De toenemende concurrentie gaat ook de arbeidsmarkt sterk beïnvloeden, denkt Knottnerus. De VS hebben immers niet alle arbeidsrichtlijnen van de Internationale Arbeidsorganisatie (ILO) geratificeerd. De lonen liggen in de VS vaak lager dan in Europa. “Als bedrijven goedkoper kunnen produceren in Amerika, dan zullen ze dat doen. Op deze manier wordt de hele maatschappij ondergeschikt gemaakt aan de godheid handel.”
Ratjetoe
Binnen het Europese bedrijfsleven zijn de verwachtingen voor TTIP hooggespannen. Voor Nederland kan het schrappen of harmoniseren van allerlei regelgeving grote strategische voordelen opleveren. Zo hopen Nederlandse bedrijven toegang te krijgen tot de enorme Amerikaanse afzetmarkt en ook de transportsector wrijft zichzelf in de handen bij het vooruitzicht van groeiende handelsstromen. Die komen immers voor een groot deel via de haven van Rotterdam Europa binnen.

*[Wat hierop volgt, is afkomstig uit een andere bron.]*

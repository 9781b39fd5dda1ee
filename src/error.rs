// Error taxonomy for the build pipeline

use std::io;
use std::path::{Path, PathBuf};
use thiserror::Error;

use crate::pipeline::encoder::Format;

pub type Result<T> = std::result::Result<T, BuildError>;

#[derive(Debug, Error)]
pub enum BuildError {
    /// Bad or missing metadata. Raised before any rasterization starts.
    #[error("config: {entry}: `{field}` {reason}")]
    Config {
        entry: String,
        field: String,
        reason: String,
    },

    #[error("raster: cursor `{cursor}` frame {frame}: {reason}")]
    Raster {
        cursor: String,
        frame: String,
        reason: String,
    },

    #[error("encode: {format} cursor `{cursor}`: {reason}")]
    Encode {
        cursor: String,
        format: Format,
        reason: String,
    },

    #[error("io: {context} ({}): {source}", path.display())]
    Io {
        context: String,
        path: PathBuf,
        #[source]
        source: io::Error,
    },
}

impl BuildError {
    pub fn config(entry: impl Into<String>, field: &str, reason: impl Into<String>) -> Self {
        BuildError::Config {
            entry: entry.into(),
            field: field.to_string(),
            reason: reason.into(),
        }
    }

    pub fn encode(cursor: &str, format: Format, reason: impl Into<String>) -> Self {
        BuildError::Encode {
            cursor: cursor.to_string(),
            format,
            reason: reason.into(),
        }
    }

    pub fn is_config(&self) -> bool {
        matches!(self, BuildError::Config { .. })
    }
}

/// Attaches a stage description and path to an `io::Result`.
pub trait IoContext<T> {
    fn io_context(self, context: impl Into<String>, path: &Path) -> Result<T>;
}

impl<T> IoContext<T> for io::Result<T> {
    fn io_context(self, context: impl Into<String>, path: &Path) -> Result<T> {
        self.map_err(|source| BuildError::Io {
            context: context.into(),
            path: path.to_path_buf(),
            source,
        })
    }
}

Marietje Schaake zit sinds 2009 voor D66 in het Europese Parlement en maakt zich juist om deze redenen sterk voor TTIP: “Het huidige systeem is een ratjetoe van regels die vaak onnodig complex zijn, dat kost veel tijd en geld. Als die twee sets regels dichterbij elkaar gebracht en vereenvoudigd kunnen worden, kan dat Nederlandse bedrijven heel veel opleveren.”
Arbitrage
Eén van de voornaamste pijnpunten van het verdrag is de controversiële arbitrageclausule ISDS (Investor-State Dispute Settlement). Die clausule zou bedrijven in staat stellen om de regering van een land aan te klagen op het moment dat er een wet wordt aangenomen die nadelig effect kan hebben op de winst van dat bedrijf.

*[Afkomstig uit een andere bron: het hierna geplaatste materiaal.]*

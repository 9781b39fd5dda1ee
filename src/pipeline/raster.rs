// SVG rasterization through usvg/resvg onto a tiny-skia pixmap

use image::{Rgba, RgbaImage};
use std::borrow::Cow;
use thiserror::Error;
use tiny_skia::{Pixmap, Transform};

use crate::model::ColorMap;

#[derive(Debug, Error)]
pub enum RasterError {
    #[error("invalid SVG: {0}")]
    Parse(#[from] usvg::Error),
    #[error("SVG has an empty canvas")]
    EmptyCanvas,
    #[error("cannot allocate a {0}x{0} canvas")]
    Canvas(u32),
}

/// Applies colour maps in order as plain text substitutions.
pub fn recolor<'a>(svg: &'a str, maps: &[ColorMap]) -> Cow<'a, str> {
    if maps.iter().all(|m| !svg.contains(&m.from)) {
        return Cow::Borrowed(svg);
    }
    let mut out = svg.to_string();
    for map in maps {
        out = out.replace(&map.from, &map.to);
    }
    Cow::Owned(out)
}

/// Renders `svg` into a `size`×`size` straight-alpha bitmap.
///
/// The document's intrinsic size is scaled to fit the square while keeping
/// its aspect ratio; leftover space is split evenly on both sides.
pub fn rasterize(svg: &[u8], size: u32) -> Result<RgbaImage, RasterError> {
    let options = usvg::Options::default();
    let tree = usvg::Tree::from_data(svg, &options)?;

    let doc = tree.size();
    let (width, height) = (doc.width(), doc.height());
    if !(width > 0.0 && height > 0.0) {
        return Err(RasterError::EmptyCanvas);
    }

    let mut pixmap = Pixmap::new(size, size).ok_or(RasterError::Canvas(size))?;

    let side = size as f32;
    let scale = (side / width).min(side / height);
    let dx = (side - width * scale) / 2.0;
    let dy = (side - height * scale) / 2.0;
    let transform = Transform::from_row(scale, 0.0, 0.0, scale, dx, dy);

    resvg::render(&tree, transform, &mut pixmap.as_mut());

    Ok(to_rgba_image(&pixmap))
}

fn to_rgba_image(pixmap: &Pixmap) -> RgbaImage {
    let mut image = RgbaImage::new(pixmap.width(), pixmap.height());
    for (dst, src) in image.pixels_mut().zip(pixmap.pixels()) {
        let c = src.demultiply();
        *dst = Rgba([c.red(), c.green(), c.blue(), c.alpha()]);
    }
    image
}

#[cfg(test)]
mod tests {
    use super::*;

    const SQUARE: &str = r##"<svg xmlns="http://www.w3.org/2000/svg" width="256" height="256" viewBox="0 0 256 256">
        <rect x="0" y="0" width="256" height="256" fill="#00FF00"/>
    </svg>"##;

    const WIDE: &str = r##"<svg xmlns="http://www.w3.org/2000/svg" width="200" height="100">
        <rect x="0" y="0" width="200" height="100" fill="#ff0000"/>
    </svg>"##;

    #[test]
    fn test_rasterize_fills_square() {
        let img = rasterize(SQUARE.as_bytes(), 24).unwrap();
        assert_eq!(img.dimensions(), (24, 24));
        assert_eq!(img.get_pixel(0, 0), &Rgba([0, 255, 0, 255]));
        assert_eq!(img.get_pixel(23, 23), &Rgba([0, 255, 0, 255]));
    }

    #[test]
    fn test_rasterize_is_deterministic() {
        let a = rasterize(WIDE.as_bytes(), 48).unwrap();
        let b = rasterize(WIDE.as_bytes(), 48).unwrap();
        assert_eq!(a.as_raw(), b.as_raw());
    }

    #[test]
    fn test_non_square_content_is_centered() {
        let img = rasterize(WIDE.as_bytes(), 32).unwrap();
        assert_eq!(img.dimensions(), (32, 32));
        // 200x100 fits as 32x16, leaving 8 transparent rows above and below
        assert_eq!(img.get_pixel(16, 0)[3], 0);
        assert_eq!(img.get_pixel(16, 31)[3], 0);
        assert_eq!(img.get_pixel(16, 16), &Rgba([255, 0, 0, 255]));
        assert_eq!(img.get_pixel(0, 12)[3], 255);
    }

    #[test]
    fn test_malformed_svg_fails() {
        assert!(rasterize(b"<svg", 24).is_err());
        assert!(rasterize(b"not an svg at all", 24).is_err());
    }

    #[test]
    fn test_zero_size_fails() {
        assert!(matches!(
            rasterize(SQUARE.as_bytes(), 0),
            Err(RasterError::Canvas(0))
        ));
    }

    #[test]
    fn test_recolor_applies_maps_in_order() {
        let maps = vec![
            ColorMap {
                from: "#00FF00".to_string(),
                to: "#0000FF".to_string(),
            },
            ColorMap {
                from: "#0000FF".to_string(),
                to: "#112233".to_string(),
            },
        ];
        let out = recolor(SQUARE, &maps);
        assert!(out.contains("#112233"));
        assert!(!out.contains("#00FF00"));

        let img = rasterize(out.as_bytes(), 8).unwrap();
        assert_eq!(img.get_pixel(4, 4), &Rgba([0x11, 0x22, 0x33, 255]));
    }

    #[test]
    fn test_recolor_without_match_borrows() {
        let maps = vec![ColorMap {
            from: "#ABCDEF".to_string(),
            to: "#000000".to_string(),
        }];
        assert!(matches!(recolor(SQUARE, &maps), Cow::Borrowed(_)));
    }
}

Deze clausules zijn niet nieuw. Oorspronkelijk waren ze bedoeld als investeringsbescherming voor bedrijven die zaken doen in landen met een instabiel politiek klimaat. Arbitragemogelijkheden maken deel uit van bijna elk investeringsverdrag. Maar volgens cijfers van het investeringstribunaal van de Wereldbank (ICSID) is het aantal aanklachten van bedrijven tegen landen de laatste jaren sterk gestegen, van 38 in 1996 naar meer dan 500 in 2012. Zo moest Mexico bijvoorbeeld 77 miljoen dollar betalen aan voedselmultinational Cargill nadat de regering een wet goedkeurde om Mexicaanse suikerboeren te beschermen tegen de geïmporteerde, goedkope zoetstoffen uit de VS.
Uitkleden
Ook voorstanders van TTIP vragen zich af in hoeverre een ISDS-clausule nodig is in dit vrijhandelsverdrag, vertelt Marietje Schaake: “Ik heb nog geen doorslaggevend argument gehoord waaruit blijkt dat ISDS noodzakelijk is. De EU en de VS zijn twee machtsblokken met goed ontwikkelde juridische structuren. Dan is zo’n arbitragecommissie niet nodig om investeerders te beschermen.”

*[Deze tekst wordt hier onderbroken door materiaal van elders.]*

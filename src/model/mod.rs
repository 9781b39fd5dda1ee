pub mod cursor;
pub mod theme;

pub use cursor::{CursorDefinition, Hotspot, ResizeAlgorithm};
pub use theme::{ColorMap, Theme};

Toch moeten we uitkijken TTIP niet te gaan zien als een kwade agenda van het bedrijfsleven, waarschuwt ze: “Investeringen aantrekken is heel belangrijk voor een economie en dit vrijhandelsverdrag kan ons echt heel veel opleveren. Maar als verantwoordelijk eurocommissaris Karel de Gucht opeens wel genetisch gemanipuleerde landbouwproducten in Europa toelaat, of als het verdrag niet genoeg blijkt op te leveren voor Europeanen, dan is het mijn taak als europarlementariër om in te grijpen.”